While the promise of a career in high-tech may not necessarily prevent that from happening, it might nevertheless provide at least some Israeli-Arabs with a sense of purpose and accomplishment that would help to gradually ameliorate some of their frustrations. For all the historical baggage that Saadi, Omari, Churi, Choscha, Shehadeh, and others with whom I spoke and met inevitably carried, they shared a cautious optimism.
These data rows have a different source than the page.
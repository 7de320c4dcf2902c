use std::num::NonZeroUsize;
use std::sync::Arc;

use lru::LruCache;
use parking_lot::Mutex;

use crate::{block, txn};

// txn summary slots per cached block
const TXNS_PER_BLOCK: usize = 64;

/// Recently finalized blocks and their transaction summaries.
#[derive(Debug)]
pub struct Cache {
    blocks: Mutex<LruCache<String, Arc<block::Block>>>,
    txns: Mutex<LruCache<String, txn::Summary>>,
}

impl Cache {
    pub fn new(size: usize) -> Self {
        let blocks = NonZeroUsize::new(size).unwrap_or(NonZeroUsize::MIN);
        let txns = NonZeroUsize::new(size.saturating_mul(TXNS_PER_BLOCK)).unwrap_or(NonZeroUsize::MIN);
        Self {
            blocks: Mutex::new(LruCache::new(blocks)),
            txns: Mutex::new(LruCache::new(txns)),
        }
    }

    pub fn add(&self, b: Arc<block::Block>) {
        {
            let mut txns = self.txns.lock();
            for summary in b.txn_summaries() {
                txns.put(summary.hash.clone(), summary);
            }
        }
        self.blocks.lock().put(b.hash.clone(), b);
    }

    pub fn block(&self, hash: &str) -> Option<Arc<block::Block>> {
        self.blocks.lock().get(hash).cloned()
    }

    pub fn txn_summary(&self, hash: &str) -> Option<txn::Summary> {
        self.txns.lock().get(hash).cloned()
    }

    pub fn len(&self) -> usize {
        self.blocks.lock().len()
    }

    pub fn is_empty(&self) -> bool {
        self.blocks.lock().is_empty()
    }
}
And it is that renewed sense of hope afforded them by a rewarding career (and the financial security and dignity that it provides) that suggests that the possibility for healing decades of Arab-Jewish enmity may very well be reliant upon the next generation of Israeli-Arabs picking up a smart phone rather than a rock.
As I was leaving the Nazareth Industrial Park, I ran into a bunch of Amdocs workers on their way to a cigarette break out on the stunning balcony and got a final taste of that technological adhesive that might very well help save Israeli society from coming apart. Dressed in jeans and T-shirts, they were all with smart-phones in hand. Some, I was later told, were Arabs and others were Jews. But it really didn’t matter, and you couldn’t tell the difference anyway. They weren’t talking politics; they were talking code.